Ascott Residence Trust purchased a 224 room hotel near New York’s Times Square in the Singapore-listed REIT’s third New York hospitality acquisition in under two years, according to an announcement today by Ascott Residence Trust Management (ARTML), which manages the S$5.3 billion listed vehicle.
Ascott REIT is buying the DoubleTree by Hilton Hotel New York – Times Square South for $106 million from a subsidiary of Rhode Island-based hotel investment and management firm Magna Hospitality Group, to add to its portfolio of 75 hotel, serviced apartment and other hospitality properties in 14 cities globally.
The REIT manager, which already bought a Times Square area hotel in 2015, sees its new Manhattan property as likely to benefit from its location near New York’s $30 billion Hudson Yards project, as US assets account for a growing share of the listed trust’s income.
Getting a 6% Yield in New York
Ascott is making its latest New York deal at a 6.0 percent yield, according to a statement by the REIT manager, with the price working out to $473,214 per key for the upscale business property.
Robert A. Indeglia’s privately-held Magna Hospitality Group had purchased the 25-storey building in November 2011 for $91.5 million, according to information from real estate data provider Real Capital Analytics. The Midtown property had been valued at $109 million by JLL earlier this month.
The Singaporean hospitality REIT is counting on a combination of Times Square’s 40 million annual visitors and an upswing in business from the 5.8 million square feet of offices planned or under construction at Hudson Yards to provide steady demand for rooms at its new property.

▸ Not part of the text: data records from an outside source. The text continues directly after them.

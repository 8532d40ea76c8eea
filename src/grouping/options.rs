//! grouping::options — linkage strategy selection and validation.

use crate::grouping::errors::{GroupingError, GroupingResult};

/// GroupingMethod — tagged strategy for pairwise linkage testing.
///
/// Purpose
/// -------
/// Select how pairs of transformed component series are declared
/// "linked" before the connected-components pass. Exactly two
/// strategies exist, mirroring the enumerated `{max, fdr}` selector of
/// the statistical procedure; no open-ended extensibility is intended.
///
/// Variants
/// --------
/// - `MaxPermutation { n_perm, level }`
///   Maximum-cross-correlation statistic per pair, calibrated against a
///   permutation null built by shuffling one series `n_perm` times with
///   the caller-owned generator. A pair is linked when the observed
///   statistic exceeds the empirical `(1 − level)` quantile of its null
///   replicates.
/// - `Fdr { beta }`
///   Deterministic normal-approximation p-values per pair, thinned by
///   the Benjamini–Hochberg step-up procedure at level `beta`.
///
/// Invariants
/// ----------
/// - `n_perm ≥ 1`, `level ∈ (0, 1)`, `beta ∈ (0, 1)`; enforced by
///   [`GroupingOptions::validate`] before any statistic is computed.
///
/// Notes
/// -----
/// - Reproducibility of the permutation path is governed entirely by
///   the generator the caller passes in; this type holds no random
///   state.
#[derive(Debug, Clone, Copy, PartialEq)]
pub enum GroupingMethod {
    /// Max-statistic permutation test.
    MaxPermutation {
        /// Number of permutation replicates per pair.
        n_perm: usize,
        /// Significance level defining the null quantile.
        level: f64,
    },
    /// FDR-controlled multiple testing over all pairs.
    Fdr {
        /// False-discovery-rate level β.
        beta: f64,
    },
}

impl GroupingMethod {
    /// Short label identifying the strategy in outcome objects.
    pub fn label(&self) -> &'static str {
        match self {
            GroupingMethod::MaxPermutation { .. } => "max",
            GroupingMethod::Fdr { .. } => "fdr",
        }
    }
}

/// GroupingOptions — configuration for the grouping module.
///
/// Purpose
/// -------
/// Bundle the cross-correlation lag cap, the optional per-component AR
/// pre-whitening switch, and the linkage strategy into one value that
/// entry points thread through to the grouping routines.
///
/// Fields
/// ------
/// - `max_lag`: `usize`
///   Cross-correlations are examined at lags `|h| ≤ max_lag`; must
///   satisfy `1 ≤ max_lag < n`.
/// - `prewhiten`: `bool`
///   When set, each component series is replaced by the residuals of a
///   univariate AR fit (order selected in 0..=5 by AIC) before any
///   pairwise statistic is computed.
/// - `method`: [`GroupingMethod`]
///   The linkage strategy.
///
/// Notes
/// -----
/// - A `Default` implementation provides the common baseline: lag cap
///   5, no pre-whitening, max-statistic permutation with 199 replicates
///   at level 0.05.
#[derive(Debug, Clone, Copy, PartialEq)]
pub struct GroupingOptions {
    /// Lag cap m for pairwise cross-correlations.
    pub max_lag: usize,
    /// Pre-whiten each component by an AIC-selected AR fit.
    pub prewhiten: bool,
    /// Linkage strategy.
    pub method: GroupingMethod,
}

impl GroupingOptions {
    /// Construct options from explicit settings.
    pub fn new(max_lag: usize, prewhiten: bool, method: GroupingMethod) -> GroupingOptions {
        GroupingOptions { max_lag, prewhiten, method }
    }

    /// Validate the options against a series of length `n`.
    ///
    /// # Errors
    /// - `GroupingError::InvalidMaxLag` — `max_lag` outside `1 ≤ m < n`.
    /// - `GroupingError::ZeroPermutations` — permutation count of 0.
    /// - `GroupingError::InvalidSignificanceLevel` — `level` outside
    ///   (0, 1) or non-finite.
    /// - `GroupingError::InvalidFdrLevel` — `beta` outside (0, 1) or
    ///   non-finite.
    pub fn validate(&self, n: usize) -> GroupingResult<()> {
        if self.max_lag == 0 || self.max_lag >= n {
            return Err(GroupingError::InvalidMaxLag { max_lag: self.max_lag, n });
        }
        match self.method {
            GroupingMethod::MaxPermutation { n_perm, level } => {
                if n_perm == 0 {
                    return Err(GroupingError::ZeroPermutations);
                }
                if !level.is_finite() || level <= 0.0 || level >= 1.0 {
                    return Err(GroupingError::InvalidSignificanceLevel { level });
                }
            }
            GroupingMethod::Fdr { beta } => {
                if !beta.is_finite() || beta <= 0.0 || beta >= 1.0 {
                    return Err(GroupingError::InvalidFdrLevel { beta });
                }
            }
        }
        Ok(())
    }
}

impl Default for GroupingOptions {
    /// Baseline configuration: lag cap 5, no pre-whitening,
    /// max-statistic permutation with 199 replicates at level 0.05.
    fn default() -> Self {
        GroupingOptions {
            max_lag: 5,
            prewhiten: false,
            method: GroupingMethod::MaxPermutation { n_perm: 199, level: 0.05 },
        }
    }
}
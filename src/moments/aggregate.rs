//! moments::aggregate — thresholded autocovariance aggregation.

use crate::moments::autocov::{center, lagged_autocov};
use crate::moments::threshold::{ThresholdPolicy, hard_threshold};
use ndarray::Array2;

/// Accumulate thresholded lagged autocovariances into one symmetric
/// nonnegative-definite `p×p` matrix.
///
/// Centers the series once, then for each lag `k = 1..=lag_k` computes
/// the sample autocovariance `Σ̂(k)`, applies the hard-threshold policy,
/// and adds the Gram term `T_δ(Σ̂(k)) · T_δ(Σ̂(k))ᵀ` to the accumulator:
///
/// ```text
/// M̂ = [I_p +] ∑_{k=1}^{K} T_δ(Σ̂(k)) · T_δ(Σ̂(k))ᵀ.
/// ```
///
/// The identity term is added when `add_identity` is set (the
/// segmentation convention, which makes the matrix strictly positive
/// definite); factor estimation omits it. The result is explicitly
/// symmetrized so that `M̂ = M̂ᵀ` holds entry-for-entry rather than only
/// up to the round-off of the accumulated products.
///
/// # Arguments
/// - `y`: raw `n×p` series (rows=time); centered internally.
/// - `lag_k`: number of lags `K ≥ 1`, with `K < n`.
/// - `policy`: threshold policy; [`ThresholdPolicy::Off`] aggregates the
///   raw autocovariances.
/// - `add_identity`: whether to seed the accumulator with `I_p`.
///
/// # Panics
/// - If `lag_k >= y.nrows()`, via the autocovariance slice bounds.
///   Entry points validate `1 ≤ K < n` before calling.
pub fn accumulate(
    y: &Array2<f64>, lag_k: usize, policy: ThresholdPolicy, add_identity: bool,
) -> Array2<f64> {
    let (n, p) = y.dim();
    let z = center(y);
    let delta = policy.level_for(n, p);

    let mut agg = if add_identity { Array2::<f64>::eye(p) } else { Array2::<f64>::zeros((p, p)) };
    for k in 1..=lag_k {
        let sigma_k = lagged_autocov(&z, k);
        let t_k = match delta {
            Some(level) => hard_threshold(&sigma_k, level),
            None => sigma_k,
        };
        agg += &t_k.dot(&t_k.t());
    }

    // Exact symmetry, not just symmetry up to accumulated round-off.
    (&agg + &agg.t()) * 0.5
}
//! moments::threshold — element-wise hard thresholding.

use ndarray::Array2;

/// Threshold policy for autocovariance aggregation.
///
/// A tagged selector for how the hard-threshold level is chosen when
/// accumulating lagged autocovariances:
///
/// - `Off` — no thresholding; matrices are aggregated as computed.
/// - `Default` — the rate-derived level `δ = 2·√(log p / n)`.
/// - `Level(δ)` — an explicit, caller-supplied level `δ ≥ 0`.
///
/// `Off` and `Level(0.0)` produce identical aggregates: the threshold
/// indicator `|w| ≥ 0` keeps every entry.
#[derive(Debug, Clone, Copy, PartialEq)]
pub enum ThresholdPolicy {
    /// No thresholding.
    Off,
    /// δ = 2·√(log p / n), the default rate for n×p series.
    Default,
    /// Explicit threshold level δ ≥ 0.
    Level(f64),
}

impl ThresholdPolicy {
    /// Resolve the policy into a concrete level for an `n×p` series.
    ///
    /// Returns `None` for [`ThresholdPolicy::Off`], otherwise the level
    /// to pass to [`hard_threshold`].
    pub fn level_for(&self, n: usize, p: usize) -> Option<f64> {
        match self {
            ThresholdPolicy::Off => None,
            ThresholdPolicy::Default => Some(default_level(n, p)),
            ThresholdPolicy::Level(delta) => Some(*delta),
        }
    }
}

/// Default hard-threshold level `δ = 2·√(log p / n)`.
///
/// The rate balances entry-wise estimation error against signal
/// retention as both `n` and `p` grow; `p = 1` yields `δ = 0` (no
/// thresholding of a univariate series).
pub fn default_level(n: usize, p: usize) -> f64 {
    2.0 * ((p as f64).ln() / n as f64).sqrt()
}

/// Apply the hard-threshold operator `T_δ` to a matrix.
///
/// Returns a matrix of the same shape with entries
/// `w_ij · 1(|w_ij| ≥ δ)`. The operator is applied element-wise and
/// does not assume or impose symmetry; `δ = 0` returns the input
/// unchanged (every entry satisfies `|w| ≥ 0`).
///
/// # Arguments
/// - `w`: input matrix; finite entries (validated upstream).
/// - `delta`: threshold level, `δ ≥ 0`.
pub fn hard_threshold(w: &Array2<f64>, delta: f64) -> Array2<f64> {
    w.mapv(|v| if v.abs() >= delta { v } else { 0.0 })
}
//! Unified error handling for the grouping module.
//!
//! This module defines `GroupingError`, the error type shared by the
//! pairwise linkage strategies (max-statistic permutation and
//! FDR-controlled testing) and their option validation. Variants map
//! onto the crate's error taxonomy: configuration errors for invalid
//! method parameters and dimension errors for series that cannot
//! support the requested lags. An alias `GroupingResult<T>`
//! standardizes the return type across grouping code.

/// Unified error type for component grouping.
///
/// Covers invalid method parameters and undersized input series. All
/// variants carry the offending value so diagnostics are meaningful
/// without additional context.
#[derive(Debug, Clone, PartialEq)]
pub enum GroupingError {
    // ---- Input dimensions ----
    /// The transformed series has no components (p = 0).
    NoComponents,

    /// The series is too short for lag-based statistics (n < 2).
    SeriesTooShort {
        n: usize,
    },

    /// The cross-correlation lag cap violates 1 ≤ m < n.
    InvalidMaxLag {
        max_lag: usize,
        n: usize,
    },

    // ---- Method configuration ----
    /// The FDR level β must lie strictly inside (0, 1).
    InvalidFdrLevel {
        beta: f64,
    },

    /// The permutation significance level must lie strictly inside (0, 1).
    InvalidSignificanceLevel {
        level: f64,
    },

    /// The permutation count must be at least 1.
    ZeroPermutations,
}

pub type GroupingResult<T> = Result<T, GroupingError>;

impl std::error::Error for GroupingError {}

impl std::fmt::Display for GroupingError {
    fn fmt(&self, f: &mut std::fmt::Formatter<'_>) -> std::fmt::Result {
        match self {
            // ---- Input dimensions ----
            GroupingError::NoComponents => {
                write!(f, "Grouping Error: series has no components to group")
            }
            GroupingError::SeriesTooShort { n } => {
                write!(f, "Grouping Error: series length {n} is too short; need n ≥ 2")
            }
            GroupingError::InvalidMaxLag { max_lag, n } => write!(
                f,
                "Grouping Error: cross-correlation lag cap {max_lag} must satisfy 1 ≤ m < n = {n}"
            ),

            // ---- Method configuration ----
            GroupingError::InvalidFdrLevel { beta } => {
                write!(f, "Grouping Error: FDR level {beta} must lie in (0, 1)")
            }
            GroupingError::InvalidSignificanceLevel { level } => {
                write!(f, "Grouping Error: significance level {level} must lie in (0, 1)")
            }
            GroupingError::ZeroPermutations => {
                write!(f, "Grouping Error: permutation count must be at least 1")
            }
        }
    }
}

“The property has a good mix of corporate and leisure guests, and has been achieving strong performance since its opening in 2008, said Beh Siew Kim, ARTML’s chief executive officer. She added that, “We expect demand for the property to increase as the nearby Hudson Yards, the largest private development in the US, progressively opens.” Hudson Yards opened its first office tower a year ago, with the project expected to be completed by 2025.
Following the transaction the hotel will continue to managed by CM 36 under the DoubleTree by Hilton brand.
The REIT manager expects the new asset to increase Ascott Reit’s pro forma distribution income in FY 2016 by US$0.9 million (S$1.2 million1), translating to a rise in distribution per unit from 7.23 cents2 to approximately 7.29 cents on a pro forma basis, according to a statement to the stock exchange. The acquisition is expected be funded by bank loans, perpetual securities or a combination of the two.
Singapore REIT Loves NY
Ascott REIT’s acquisition of the DoubleTree by Hilton follows its $158 million purchase of the Sheraton Tribeca New York Hotel in March 2016, and its $163.5 million deal for the 411-key Element New York Times Square West hotel in Midtown in July 2015. The three Manhattan properties give the REIT a combined 1,004 units in New York.
“The US market was our top contributor to revenue in 2016 and 1Q 2017. Acquisition of yet another quality property in Manhattan would strengthen our foothold in New York, which saw record high visitor arrivals in 2016,” said ARTML chairman Bob Tan. Following the acquisition, 12.3 percent of the REIT’s assets are in the US, making it the listed trust’s fourth largest market after Singapore, Japan and mainland China, respectively.
Tan added that “Manhattan has the strongest performing hotel market in the US with the highest revenue per room,” while noting that “We will continue to seek opportunities to acquire a scalable portfolio of stable, operating assets in key gateway cities in the US.” The REIT manager also says that it is actively looking for properties in gateway cities in Australia, Japan and Europe.